If you are hybrid multi-cloud, it probably means you share the same RFC1918 space across clouds and traditional networking. If this is the case, it means you probably want to keep track of allocation across VNets, Subnets, and VMs.
Boundaries Are Blurred
- As Hybrid Multi-Cloud becomes a reality, private IP space becomes shared across cloud(s) and on-premises
- Developers leverage CI/CD as they deploy, maintain, and migrate applications in the cloud; network can’t keep up
- Some developers do not have a good understanding of how IP addressing works and how to consume it responsibly
Inconsistency In Data Domains
- Data required for efficient automation is often dispersed across many tools and platforms
- Frequently, overlap can exist between these tools and platforms for a given data domain
- Tools and platforms may be owned and managed by different teams with different directions
- Good automation is dependent on data accuracy, consistency, and ability to be consumed
What Is Our Desired Outcome?
Aside from the idea that we want to automate IP address management, the main focus is user experience.
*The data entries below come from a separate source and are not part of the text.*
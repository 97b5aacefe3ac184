//! Headless demo driver for the ShapeMorph engine.
//!
//! Feeds a scripted pointer stream through the engine at 60 Hz and logs
//! the recognized gestures, collaborator triggers, and morph phases. Pass
//! a JSON config path as the first argument to override the defaults.

use kurbo::{Point, Size};
use log::{info, warn};
use peniko::Color;

use shapemorph_core::{
    AudioSink, Collaborators, DemoConfig, Engine, GestureEvent, MorphPhase, PointerSnapshot,
    ShapeKind, SoundKind, TouchPhase, TouchPoint, VisualEffectSink,
};

const TICK: f64 = 1.0 / 60.0;

/// Visual-effect sink that logs each trigger.
struct LogEffects;

impl VisualEffectSink for LogEffects {
    fn play_burst(&mut self, position: Point, color: Color, size: f64, rainbow: bool) {
        let rgba = color.to_rgba8();
        info!(
            "burst at ({:.0}, {:.0}) size {size:.1} color #{:02x}{:02x}{:02x} rainbow={rainbow}",
            position.x, position.y, rgba.r, rgba.g, rgba.b
        );
    }

    fn play_outline(&mut self, position: Point, bounding_size: Size, _color: Color, count: u32) {
        info!(
            "outline at ({:.0}, {:.0}) bounds {:.0}x{:.0} particles={count}",
            position.x, position.y, bounding_size.width, bounding_size.height
        );
    }
}

/// Audio sink that logs each sound.
struct LogAudio;

impl AudioSink for LogAudio {
    fn play(&mut self, kind: SoundKind) {
        info!("sound: {kind:?}");
    }
}

/// Drives the engine tick loop with a monotonically increasing clock.
struct Driver {
    engine: Engine,
    time: f64,
}

impl Driver {
    fn new(engine: Engine) -> Self {
        Self { engine, time: 0.0 }
    }

    fn step(&mut self, snapshot: PointerSnapshot) {
        for event in self.engine.tick(&snapshot, TICK) {
            match event {
                GestureEvent::Tap { .. } => info!("gesture: tap"),
                GestureEvent::DoubleTap { .. } => info!("gesture: double-tap"),
                GestureEvent::DragRotate { amount, .. } => {
                    info!("gesture: drag-rotate {amount:+.2}")
                }
                GestureEvent::Scale { factor, .. } => info!("gesture: scale x{factor:.3}"),
            }
        }
        self.time += TICK;
    }

    fn idle(&mut self, ticks: usize) {
        for _ in 0..ticks {
            self.step(PointerSnapshot::idle(self.time));
        }
    }

    fn mouse(&mut self, position: Point, pressed: bool) {
        self.step(PointerSnapshot::mouse(self.time, position, pressed));
    }

    fn wheel(&mut self, position: Point, delta: f64) {
        self.step(PointerSnapshot::wheel(self.time, position, delta));
    }

    fn touches(&mut self, contacts: Vec<TouchPoint>) {
        self.step(PointerSnapshot::touch(self.time, contacts));
    }

    /// Run idle ticks until the morph state machine returns to idle.
    fn run_morph_to_completion(&mut self) {
        let mut last_phase = MorphPhase::Idle;
        for _ in 0..120 {
            let phase = self.engine.phase();
            if phase != last_phase {
                info!("morph phase: {phase:?}");
                last_phase = phase;
            }
            self.step(PointerSnapshot::idle(self.time));
            if self.engine.phase() == MorphPhase::Idle && last_phase != MorphPhase::Idle {
                info!("morph phase: Idle");
                return;
            }
        }
        warn!("morph transition did not settle in time");
    }
}

fn load_config() -> DemoConfig {
    let Some(path) = std::env::args().nth(1) else {
        return DemoConfig::default();
    };
    match std::fs::read_to_string(&path) {
        Ok(json) => match DemoConfig::from_json(&json) {
            Ok(config) => {
                info!("loaded config from {path}");
                config
            }
            Err(err) => {
                warn!("ignoring config {path}: {err}");
                DemoConfig::default()
            }
        },
        Err(err) => {
            warn!("cannot read config {path}: {err}");
            DemoConfig::default()
        }
    }
}

fn main() {
    env_logger::Builder::from_env(env_logger::Env::default().default_filter_or("info")).init();

    let config = load_config();
    let collaborators = Collaborators::new()
        .with_effects(Box::new(LogEffects))
        .with_audio(Box::new(LogAudio));
    let mut driver = Driver::new(Engine::new(config, collaborators));

    let center = Point::ZERO;
    info!("-- double-tap the shape --");
    driver.mouse(center, true);
    driver.mouse(center, false);
    driver.mouse(center, true);
    driver.mouse(center, false);
    driver.idle(30);

    info!("-- drag to rotate --");
    driver.mouse(center, true);
    for i in 1..=10 {
        driver.mouse(Point::new(i as f64 * 4.0, 0.0), true);
    }
    driver.mouse(Point::new(40.0, 0.0), false);
    driver.idle(30);

    info!("-- wheel to scale up --");
    driver.mouse(center, true);
    driver.mouse(center, false);
    driver.wheel(center, 0.3);
    driver.idle(30);

    info!("-- pinch to scale down --");
    let pinch = |distance: f64, phase| {
        vec![
            TouchPoint::new(Point::new(-distance / 2.0, 0.0), phase),
            TouchPoint::new(Point::new(distance / 2.0, 0.0), phase),
        ]
    };
    driver.touches(pinch(80.0, TouchPhase::Began));
    driver.touches(pinch(60.0, TouchPhase::Moved));
    driver.touches(pinch(40.0, TouchPhase::Moved));
    driver.touches(pinch(40.0, TouchPhase::Ended));
    driver.idle(30);

    info!("-- morph hexagon -> square --");
    if let Err(err) = driver.engine.request_switch(ShapeKind::Square) {
        warn!("switch rejected: {err}");
    }
    // A second request while the transition runs is dropped by design.
    if let Err(err) = driver.engine.request_switch(ShapeKind::Triangle) {
        info!("concurrent switch dropped: {err}");
    }
    driver.run_morph_to_completion();

    info!("-- morph square -> triangle --");
    if let Err(err) = driver.engine.request_switch(ShapeKind::Triangle) {
        warn!("switch rejected: {err}");
    }
    driver.run_morph_to_completion();

    driver.engine.reset_transform();
    driver.idle(30);

    let manager = driver.engine.manager();
    if let Some(shape) = manager.current() {
        let instance = shape.instance();
        info!(
            "final shape: {:?} at ({:.0}, {:.0}) rotation {:.2} rad scale {:.2}",
            instance.kind, instance.position.x, instance.position.y, instance.rotation,
            instance.scale
        );
    }
}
This encompasses the overall experience for those designing for the future, supporting current, and consuming cloud networking services. The following considerations are critical:
- Minimal human intervention
- Repeatable with other cloud providers
- Compatible across traditional + cloud networking
- End-to-end network automation
Why Automate Here?
If Tesla can make self-driving cars and my coffee maker turns itself on in the morning, we can automate IPAM across the hybrid multi-cloud network, right? Also, the cloud demands agility. If you want agility, you need design patterns to build something repeatable against. If you manage IPAM in the cloud with any Microsoft Office tool, you are doing it wrong.
Why Ansible and Netbox?
Leveraging something like Ansible begins to make sense when the goal is automation at scale for networking across multiple vendors and environments. Netbox can serve as a Source of Truth intended to represent the desired state of a network versus its operational state. The API is very flexible, and the functionality can drive many automation use cases well beyond IPAM.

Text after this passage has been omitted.